Android animation libraries have become increasingly popular in recent years, as developers look for ways to make their apps stand out from the competition. Animation can be used to create stunning visuals, as well as to provide a more engaging user experience.
However, it is kind of hard to implement animations in native Android with either Kotlin or Java. These animation libraries for Android will help you make this task more comfortable.
Table of Contents
Lottie

Lottie can render After Effects animations natively on Android and iOS, Web, and React Native. It parses Adobe After Effects animations exported as JSON with Bodymovin and renders them natively on mobile.
Read also: 8 Best Flutter Animation Libraries
AndroidViewAnimations

This library is a collection of useful animation views. It supports lots of animation types, including attention, special (hinge, roll, landing, etc..), bounce, fade, flip, rotate, slide, and zoom.
You can start an animation on a view with a line of code
YoYo.with(Techniques.Tada) .duration(1000) .repeat(20) .playOn(findViewById(R.id.my_view));
Transition Everywhere
Transition Everywhere is a set of extra Transitions on top of the AndroidX Transitions library.
This framework automatically animates layout changes caused by the state of your child views. It supports new animation chaining while the old one is still running.
TransitionManager.beginDelayedTransition(findViewById(R.id.my_view_container));
Aphid FlipView

This library is a view that allows card-flipping animation as Flipboard does. It supports horizontal flipping, an event listener to get notified when flipping finishes, content reloading when flipping, and a different bitmap format for animation.
FragmentTransactionExtended

FragmentTransactionExtended makes switching fragments no longer boring.

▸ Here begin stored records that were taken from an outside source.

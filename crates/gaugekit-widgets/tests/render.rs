//! Integration tests: declarative gauge configs rendered end to end.

use gaugekit_core::{Segment, SegmentPaint};
use gaugekit_widgets::{GaugeBadge, GaugeCard, GaugeSweep, InnerGauge};

fn climate_segments() -> Vec<Segment> {
    vec![
        Segment::new(-20.0, "var(--info-color)").label("freezing"),
        Segment::new(5.0, [76, 175, 80]).label("mild"),
        Segment::new(28.0, "#db4437").label("hot"),
    ]
}

#[test]
fn test_card_from_json_config() {
    let json = r##"{
        "value": 21.4,
        "min": -20.0,
        "max": 45.0,
        "radius": 47.0,
        "sweep": "standard",
        "segments": [
            {"from": -20.0, "color": "var(--info-color)"},
            {"from": 5.0, "color": [76, 175, 80]},
            {"from": 28.0, "color": "#db4437"}
        ],
        "unit": "°C",
        "precision": 1
    }"##;
    let card: GaugeCard = serde_json::from_str(json).expect("config");
    let render = card.render(None);

    assert_eq!(render.display_value, "21.4 °C");
    assert_eq!(render.color.as_deref(), Some("#4caf50"));
    let SegmentPaint::Arcs(pieces) = &render.segments else {
        panic!("expected discrete segment arcs");
    };
    assert_eq!(pieces.len(), 5);
}

#[test]
fn test_card_with_resolver_resolves_theme_variables() {
    let resolver = |name: &str| (name == "--info-color").then(|| "#2196f3".to_string());
    let card = GaugeCard::with_value(-5.0)
        .range(-20.0, 45.0)
        .segments(climate_segments())
        .smooth_segments(true);
    let render = card.render(Some(&resolver));

    // -5 sits between the freezing and mild thresholds; smooth mode blends
    // the resolved theme blue toward the mild green.
    let color = render.color.expect("smooth color");
    assert!(color.starts_with("rgb("));
    assert_ne!(color, "#2196f3");
}

#[test]
fn test_card_and_badge_share_engine_semantics() {
    let segments = climate_segments();
    let card = GaugeCard::with_value(30.0)
        .range(-20.0, 45.0)
        .sweep(GaugeSweep::Half)
        .radius(13.0)
        .segments(segments.clone())
        .render(None);
    let badge = GaugeBadge::with_value(30.0)
        .range(-20.0, 45.0)
        .segments(segments)
        .render(None);

    assert_eq!(card.path, badge.path);
    assert_eq!(card.fill, badge.fill);
    assert_eq!(card.color, badge.color);
    assert_eq!(badge.label.as_deref(), Some("hot"));
}

#[test]
fn test_nested_gauges_full_pass() {
    let card = GaugeCard::with_value(64.0)
        .segments(climate_segments())
        .secondary(InnerGauge::new(0.42, 0.0, 1.0).radius(32.0))
        .tertiary(
            InnerGauge::new(880.0, 0.0, 1000.0)
                .radius(24.0)
                .needle(true)
                .segments(vec![Segment::new(0.0, "gray"), Segment::new(900.0, "red")]),
        );
    let render = card.render(None);

    let secondary = render.secondary.as_deref().expect("secondary");
    let tertiary = render.tertiary.as_deref().expect("tertiary");
    assert!(secondary.color.is_none());
    assert!(tertiary.needle);
    assert_eq!(tertiary.color.as_deref(), Some("gray"));
    assert!(!std::ptr::eq(secondary, tertiary));
}

#[test]
fn test_unavailable_reading_renders_placeholder() {
    let render = GaugeCard::with_value(f64::NAN)
        .segments(climate_segments())
        .unit("°C")
        .render(None);
    assert_eq!(render.display_value, "-");
    assert!(render.fill.array.starts_with("0 "));
    // Color still resolves to the first band rather than erroring.
    assert_eq!(render.color.as_deref(), Some("var(--info-color)"));
}
//! Gauge geometry and value-to-visual mapping engine.
//!
//! Turns a numeric reading plus a range, segment list and mode flags into
//! plain drawable data: SVG arc path strings, stroke dash pairs and CSS
//! colors. Everything here is a pure synchronous function invoked afresh on
//! every render pass; degenerate input (NaN readings, inverted ranges,
//! empty segment lists, unresolvable colors) degrades to safe defaults and
//! never panics.
//!
//! - Value mapping and arc paths: [`value_to_percentage`], [`get_angle`],
//!   [`ArcSpec`]
//! - Partial-fill dash patterns: [`stroke_dash_arc`], [`current_dash_arc`]
//! - Segment color resolution: [`compute_segments`], [`segment_label`]
//! - Segment track rendering: [`render_color_segments`]

mod color;
mod dash;
mod geometry;
mod render;
mod segment;

pub use color::{Color, ColorParseError, ColorResolver, CssColor};
pub use dash::{current_dash_arc, stroke_dash_arc, DashArc};
pub use geometry::{
    get_angle, get_angle_inverted, value_to_percentage, value_to_percentage_unclamped, ArcSpec,
    FULL_SWEEP, HALF_SWEEP, STANDARD_SWEEP,
};
pub use render::{render_color_segments, ConicGradient, GradientStop, SegmentArc, SegmentPaint};
pub use segment::{compute_segments, segment_color, segment_label, sort_segments, Segment};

It is a plugin that provides a set of custom animations between fragments.
Supported animation types:
SCALEX
SCALEY
SCALEXY
FADE
FLIP_HORIZONTAL
FLIP_VERTICAL
SLIDE_VERTICAL
SLIDE_HORIZONTAL
SLIDE_HORIZONTAL_PUSH_TOP
SLIDE_VERTICAL_PUSH_LEFT
GLIDE
SLIDING
STACK
CUBE
ROTATE_DOWN
ROTATE_UP
ACCORDION
TABLE_HORIZONTAL
TABLE_VERTICAL
ZOOM_FROM_LEFT_CORNER
ZOOM_FROM_RIGHT_CORNER
ZOOM_SLIDE_HORIZONTAL
ZOOM_SLIDE_VERTICAL
FragmentTransactionExtended fte = new FragmentTransactionExtended(context, fragmentTransaction, firstFragment, secondFragment, containerID); FragmentManager fm = getFragmentManager(); FragmentTransaction fragmentTransaction = fm.beginTransaction(); FragmentTransactionExtended fte = new FragmentTransactionExtended(this, fragmentTransaction, firstFragment, secondFragment, R.id.fragment_place); fte.addTransition(FragmentTransactionExtended.GLIDE); fte.commit();
EasyAndroidAnimations

With 50+ built-in animations, EasyAndroidAnimations is designed to help developers create view animations in an Android app easier. It can create many complex animation effects with one or two lines of code.
BounceAnimation(yourView) .setBounceDistance(100) .setBounces(10) .setDuration(1000) .animate();
InterfaceInteraction

InterfaceInteraction library is an interesting animation library. It can capture any interface (screen or view) and throws its UI elements over under the influence of gravity which depends on the device’s accelerometer data. Those views then move from side to side obliquely.
KenBurnsView
It is an extension to ImageView and adds Ken Burns effect (a type of panning and zooming effect) to the view.
Features
- Control: Duration and pause/resume state can be changed easily. It supports events like onTransitionStart() and onTransitionEnd() for developers to control the effect better.
- Highly extensible: Options like rectangles to be zoomed and panned can be set.
- Libs friendly: This is a direct extension of ImageView so it seamlessly works out of the box with your favorite image loader library.
- Easy to use: The effect can be done by just replacing ImageView view in your XML layout files by com.flaviofaria.kenburnsview.KenBurnsView one.
ViewRevealAnimator
The library allows you to create a smooth animated transition between views, hence revealing the animator.